◆ WORK INSTRUCTION ◆
What lines of the material below include the string "Create"? Copy all of them.

----------------

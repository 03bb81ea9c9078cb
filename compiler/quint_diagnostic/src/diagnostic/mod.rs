//! Core diagnostic type.

use std::fmt;

use quint_ir::{QuintId, SourceMap};

use crate::ErrorCode;

/// Severity level for diagnostics.
#[derive(Copy, Clone, Eq, PartialEq, Hash, Debug)]
pub enum Severity {
    Error,
    Warning,
}

impl fmt::Display for Severity {
    fn fmt(&self, f: &mut fmt::Formatter<'_>) -> fmt::Result {
        match self {
            Severity::Error => write!(f, "error"),
            Severity::Warning => write!(f, "warning"),
        }
    }
}

/// A structural problem found while lowering, tied to the node that
/// exhibits it.
#[derive(Clone, Eq, PartialEq, Hash, Debug)]
#[must_use = "diagnostics should be collected or returned, not silently dropped"]
pub struct Diagnostic {
    pub code: ErrorCode,
    pub severity: Severity,
    pub message: String,
    /// Identifier of the offending node.
    pub node: QuintId,
    pub notes: Vec<String>,
}

impl Diagnostic {
    fn new_with_severity(code: ErrorCode, severity: Severity, node: QuintId) -> Self {
        Diagnostic {
            code,
            severity,
            message: code.description().to_string(),
            node,
            notes: Vec::new(),
        }
    }

    /// Create a new error diagnostic. The message defaults to the code's
    /// description.
    #[cold]
    pub fn error(code: ErrorCode, node: QuintId) -> Self {
        Self::new_with_severity(code, Severity::Error, node)
    }

    /// Create a new warning diagnostic.
    #[cold]
    pub fn warning(code: ErrorCode, node: QuintId) -> Self {
        Self::new_with_severity(code, Severity::Warning, node)
    }

    pub fn with_message(mut self, message: impl Into<String>) -> Self {
        self.message = message.into();
        self
    }

    pub fn with_note(mut self, note: impl Into<String>) -> Self {
        self.notes.push(note.into());
        self
    }

    pub fn is_error(&self) -> bool {
        matches!(self.severity, Severity::Error)
    }

    /// Render with the node's location resolved through `source_map`.
    pub fn render(&self, source_map: &SourceMap) -> String {
        let mut out = format!("{} [{}]: {}\n", self.severity, self.code, self.message);
        match source_map.get(self.node) {
            Some(loc) => out.push_str(&format!("  --> {loc}\n")),
            None => out.push_str(&format!("  --> node {}\n", self.node)),
        }
        for note in &self.notes {
            out.push_str(&format!("  = note: {note}\n"));
        }
        out
    }
}

impl fmt::Display for Diagnostic {
    fn fmt(&self, f: &mut fmt::Formatter<'_>) -> fmt::Result {
        writeln!(f, "{} [{}]: {}", self.severity, self.code, self.message)?;
        writeln!(f, "  --> node {}", self.node)?;
        for note in &self.notes {
            writeln!(f, "  = note: {note}")?;
        }
        Ok(())
    }
}

// Common constructors

/// A type definition whose name starts with a lowercase letter.
pub fn lowercase_type_name(node: QuintId, name: &str) -> Diagnostic {
    Diagnostic::error(ErrorCode::QNT007, node)
        .with_message(format!(
            "type names must start with an uppercase letter, found `{name}`"
        ))
        .with_note("lowercase names are reserved for type variables")
}

/// A record literal with more than one `...spread`.
pub fn multiple_record_spreads(node: QuintId, count: usize) -> Diagnostic {
    Diagnostic::error(ErrorCode::QNT012, node)
        .with_message(format!(
            "record literal has {count} spreads, at most one is allowed"
        ))
        .with_note("only the first spread is used as the base record")
}

/// Components left on the category stacks when a module finished.
pub fn leaked_stack_elements(node: QuintId, leaked: &[(&str, usize)]) -> Diagnostic {
    let summary = leaked
        .iter()
        .map(|(category, count)| format!("{count} {category}"))
        .collect::<Vec<_>>()
        .join(", ");
    Diagnostic::warning(ErrorCode::QNT901, node)
        .with_message(format!("unconsumed components at end of module: {summary}"))
        .with_note("this is a front-end bug; the leftovers were discarded")
}

#[cfg(test)]
mod tests;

----------------

◆ PROBLEM SOLUTION ◆
    /// Create a new error diagnostic. The message defaults to the code's
    /// Create a new warning diagnostic.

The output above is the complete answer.